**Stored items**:
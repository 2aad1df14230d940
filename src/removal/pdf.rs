//! Limpieza del diccionario Info y del flujo XMP de documentos PDF.

use lopdf::{Document, Object};
use tracing::debug;

use super::RemovalScope;
use crate::error::RemovalError;
use crate::extraction::pdf::{deref_dictionary, has_xmp_stream};

/// El flujo XMP duplica el diccionario Info en un formato que no se filtra por campo,
/// así que se elimina con cualquier alcance.
pub(super) fn remove_pdf_metadata(
    bytes: &[u8],
    scope: &RemovalScope<'_>,
) -> Result<Vec<u8>, RemovalError> {
    let mut doc = Document::load_mem(bytes)?;

    let mut modified = strip_info(&mut doc, scope)?;
    modified |= strip_xmp(&mut doc)?;

    if !modified {
        return Ok(bytes.to_vec());
    }

    let pruned = doc.prune_objects();
    debug!(pruned = pruned.len(), "objetos huérfanos eliminados");

    let mut output = Vec::new();
    doc.save_to(&mut output)?;

    let cleaned = Document::load_mem(&output)?;
    if let Some(key) = remaining_key(&cleaned, scope) {
        return Err(RemovalError::VerificationFailed(format!(
            "el PDF conserva el campo `{key}`"
        )));
    }
    Ok(output)
}

fn strip_info(doc: &mut Document, scope: &RemovalScope<'_>) -> Result<bool, RemovalError> {
    let Ok(info) = doc.trailer.get(b"Info") else {
        return Ok(false);
    };

    if scope.is_total() {
        doc.trailer.remove(b"Info");
        return Ok(true);
    }

    let info_dict = match info {
        Object::Reference(reference) => {
            let reference = *reference;
            doc.get_object_mut(reference)?.as_dict_mut()?
        }
        Object::Dictionary(_) => doc.trailer.get_mut(b"Info")?.as_dict_mut()?,
        _ => {
            doc.trailer.remove(b"Info");
            return Ok(true);
        }
    };

    let doomed: Vec<Vec<u8>> = info_dict
        .iter()
        .map(|(key, _)| key)
        .filter(|key| scope.removes(&String::from_utf8_lossy(key)))
        .cloned()
        .collect();
    for key in &doomed {
        info_dict.remove(key);
    }
    Ok(!doomed.is_empty())
}

fn strip_xmp(doc: &mut Document) -> Result<bool, RemovalError> {
    if !has_xmp_stream(doc) {
        return Ok(false);
    }
    let root = doc.trailer.get(b"Root")?.as_reference()?;
    doc.get_object_mut(root)?.as_dict_mut()?.remove(b"Metadata");
    Ok(true)
}

fn remaining_key(doc: &Document, scope: &RemovalScope<'_>) -> Option<String> {
    if has_xmp_stream(doc) {
        return Some("Metadata".to_string());
    }
    let info = doc.trailer.get(b"Info").ok()?;
    let info = deref_dictionary(doc, info)?;
    info.iter()
        .map(|(key, _)| String::from_utf8_lossy(key).to_string())
        .find(|key| scope.removes(key))
}
//! Limpieza de metadata por formato, total o acotada a una plataforma de destino.
//!
//! La limpieza no depende del análisis de riesgo: recibe bytes y devuelve
//! bytes con el mismo tipo MIME.

mod image;
mod office;
mod pdf;


use serde::Serialize;
use tracing::{debug, info};

use crate::analysis::{PlatformRuleEngine, categorize};
use crate::error::RemovalError;
use crate::extraction::FileKind;

/// Qué campos se eliminan.
///
/// Las imágenes se reescriben siempre sin metadata, sea cual sea el alcance.
#[derive(Clone, Copy, Debug)]
pub enum RemovalScope<'a> {
    All,
    Platform {
        rules: &'a PlatformRuleEngine,
        platform: &'a str,
    },
}

impl RemovalScope<'_> {
    /// Indica si la clave debe eliminarse bajo este alcance.
    pub fn removes(&self, key: &str) -> bool {
        match self {
            RemovalScope::All => true,
            RemovalScope::Platform { rules, platform } => {
                rules.is_risky(categorize(key, ""), platform)
            }
        }
    }

    pub fn is_total(&self) -> bool {
        match self {
            RemovalScope::All => true,
            RemovalScope::Platform { rules, platform } => {
                rules.policy_for(platform).removes_everything()
            }
        }
    }

    pub fn describe(&self) -> String {
        match self {
            RemovalScope::All => "toda la metadata".to_string(),
            RemovalScope::Platform { rules, platform } => {
                format!("reglas de {}", rules.policy_for(platform).display_name)
            }
        }
    }
}

/// Resultado de la limpieza.
#[derive(Clone, Debug, Eq, PartialEq, Serialize)]
pub struct CleanedFile {
    #[serde(skip)]
    pub bytes: Vec<u8>,
    pub mime: String,
    pub modified: bool,
}

impl CleanedFile {
    fn unchanged(bytes: &[u8], mime: &str) -> Self {
        Self {
            bytes: bytes.to_vec(),
            mime: mime.to_string(),
            modified: false,
        }
    }
}

/// Elimina la metadata de `bytes` conservando el tipo MIME.
///
/// Los formatos sin limpiador se devuelven intactos con `modified = false`.
pub fn remove_metadata(
    bytes: &[u8],
    mime: &str,
    scope: RemovalScope<'_>,
) -> Result<CleanedFile, RemovalError> {
    let cleaned = match FileKind::from_mime(mime) {
        FileKind::Image => image::remove_image_metadata(bytes, mime)?,
        FileKind::Pdf => pdf::remove_pdf_metadata(bytes, &scope)?,
        FileKind::Office => office::remove_office_metadata(bytes, &scope)?,
        FileKind::Unsupported => {
            debug!(mime, "formato sin limpiador, se devuelve sin cambios");
            return Ok(CleanedFile::unchanged(bytes, mime));
        }
    };

    let modified = cleaned != bytes;
    info!(
        mime,
        scope = %scope.describe(),
        modified,
        size = cleaned.len(),
        "limpieza completada"
    );
    Ok(CleanedFile {
        bytes: cleaned,
        mime: mime.to_string(),
        modified,
    })
}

**WHAT YOU HAVE TO DO**: Output the entries above exactly, please, with nothing dropped.

**OUTPUT BELOW**:
repository 2aad1df14230d940
filename src/removal/pdf.rs
//! Limpieza del diccionario Info y del flujo XMP de documentos PDF.

use lopdf::{Document, Object};
use tracing::debug;

use super::RemovalScope;
use crate::error::RemovalError;
use crate::extraction::pdf::{deref_dictionary, has_xmp_stream};

/// El flujo XMP duplica el diccionario Info en un formato que no se filtra por campo,
/// así que se elimina con cualquier alcance.
pub(super) fn remove_pdf_metadata(
    bytes: &[u8],
    scope: &RemovalScope<'_>,
) -> Result<Vec<u8>, RemovalError> {
    let mut doc = Document::load_mem(bytes)?;

    let mut modified = strip_info(&mut doc, scope)?;
    modified |= strip_xmp(&mut doc)?;

    if !modified {
        return Ok(bytes.to_vec());
    }

    let pruned = doc.prune_objects();
    debug!(pruned = pruned.len(), "objetos huérfanos eliminados");

    let mut output = Vec::new();
    doc.save_to(&mut output)?;

    let cleaned = Document::load_mem(&output)?;
    if let Some(key) = remaining_key(&cleaned, scope) {
        return Err(RemovalError::VerificationFailed(format!(
            "el PDF conserva el campo `{key}`"
        )));
    }
    Ok(output)
}

fn strip_info(doc: &mut Document, scope: &RemovalScope<'_>) -> Result<bool, RemovalError> {
    let Ok(info) = doc.trailer.get(b"Info") else {
        return Ok(false);
    };

    if scope.is_total() {
        doc.trailer.remove(b"Info");
        return Ok(true);
    }

    let info_dict = match info {
        Object::Reference(reference) => {
            let reference = *reference;
            doc.get_object_mut(reference)?.as_dict_mut()?
        }
        Object::Dictionary(_) => doc.trailer.get_mut(b"Info")?.as_dict_mut()?,
        _ => {
            doc.trailer.remove(b"Info");
            return Ok(true);
        }
    };

    let doomed: Vec<Vec<u8>> = info_dict
        .iter()
        .map(|(key, _)| key)
        .filter(|key| scope.removes(&String::from_utf8_lossy(key)))
        .cloned()
        .collect();
    for key in &doomed {
        info_dict.remove(key);
    }
    Ok(!doomed.is_empty())
}

fn strip_xmp(doc: &mut Document) -> Result<bool, RemovalError> {
    if !has_xmp_stream(doc) {
        return Ok(false);
    }
    let root = doc.trailer.get(b"Root")?.as_reference()?;
    doc.get_object_mut(root)?.as_dict_mut()?.remove(b"Metadata");
    Ok(true)
}

fn remaining_key(doc: &Document, scope: &RemovalScope<'_>) -> Option<String> {
    if has_xmp_stream(doc) {
        return Some("Metadata".to_string());
    }
    let info = doc.trailer.get(b"Info").ok()?;
    let info = deref_dictionary(doc, info)?;
    info.iter()
        .map(|(key, _)| String::from_utf8_lossy(key).to_string())
        .find(|key| scope.removes(key))
}
//! Limpieza de metadata por formato, total o acotada a una plataforma de destino.
//!
//! La limpieza no depende del análisis de riesgo: recibe bytes y devuelve
//! bytes con el mismo tipo MIME.

mod image;
mod office;
mod pdf;


use serde::Serialize;
use tracing::{debug, info};

use crate::analysis::{PlatformRuleEngine, categorize};
use crate::error::RemovalError;
use crate::extraction::FileKind;

/// Qué campos se eliminan.
///
/// Las imágenes se reescriben siempre sin metadata, sea cual sea el alcance.
#[derive(Clone, Copy, Debug)]
pub enum RemovalScope<'a> {
    All,
    Platform {
        rules: &'a PlatformRuleEngine,
        platform: &'a str,
    },
}

impl RemovalScope<'_> {
    /// Indica si la clave debe eliminarse bajo este alcance.
    pub fn removes(&self, key: &str) -> bool {
        match self {
            RemovalScope::All => true,
            RemovalScope::Platform { rules, platform } => {
                rules.is_risky(categorize(key, ""), platform)
            }
        }
    }

    pub fn is_total(&self) -> bool {
        match self {
            RemovalScope::All => true,
            RemovalScope::Platform { rules, platform } => {
                rules.policy_for(platform).removes_everything()
            }
        }
    }

    pub fn describe(&self) -> String {
        match self {
            RemovalScope::All => "toda la metadata".to_string(),
            RemovalScope::Platform { rules, platform } => {
                format!("reglas de {}", rules.policy_for(platform).display_name)
            }
        }
    }
}

/// Resultado de la limpieza.
#[derive(Clone, Debug, Eq, PartialEq, Serialize)]
pub struct CleanedFile {
    #[serde(skip)]
    pub bytes: Vec<u8>,
    pub mime: String,
    pub modified: bool,
}

impl CleanedFile {
    fn unchanged(bytes: &[u8], mime: &str) -> Self {
        Self {
            bytes: bytes.to_vec(),
            mime: mime.to_string(),
            modified: false,
        }
    }
}

/// Elimina la metadata de `bytes` conservando el tipo MIME.
///
/// Los formatos sin limpiador se devuelven intactos con `modified = false`.
pub fn remove_metadata(
    bytes: &[u8],
    mime: &str,
    scope: RemovalScope<'_>,
) -> Result<CleanedFile, RemovalError> {
    let cleaned = match FileKind::from_mime(mime) {
        FileKind::Image => image::remove_image_metadata(bytes, mime)?,
        FileKind::Pdf => pdf::remove_pdf_metadata(bytes, &scope)?,
        FileKind::Office => office::remove_office_metadata(bytes, &scope)?,
        FileKind::Unsupported => {
            debug!(mime, "formato sin limpiador, se devuelve sin cambios");
            return Ok(CleanedFile::unchanged(bytes, mime));
        }
    };

    let modified = cleaned != bytes;
    info!(
        mime,
        scope = %scope.describe(),
        modified,
        size = cleaned.len(),
        "limpieza completada"
    );
    Ok(CleanedFile {
        bytes: cleaned,
        mime: mime.to_string(),
        modified,
    })
}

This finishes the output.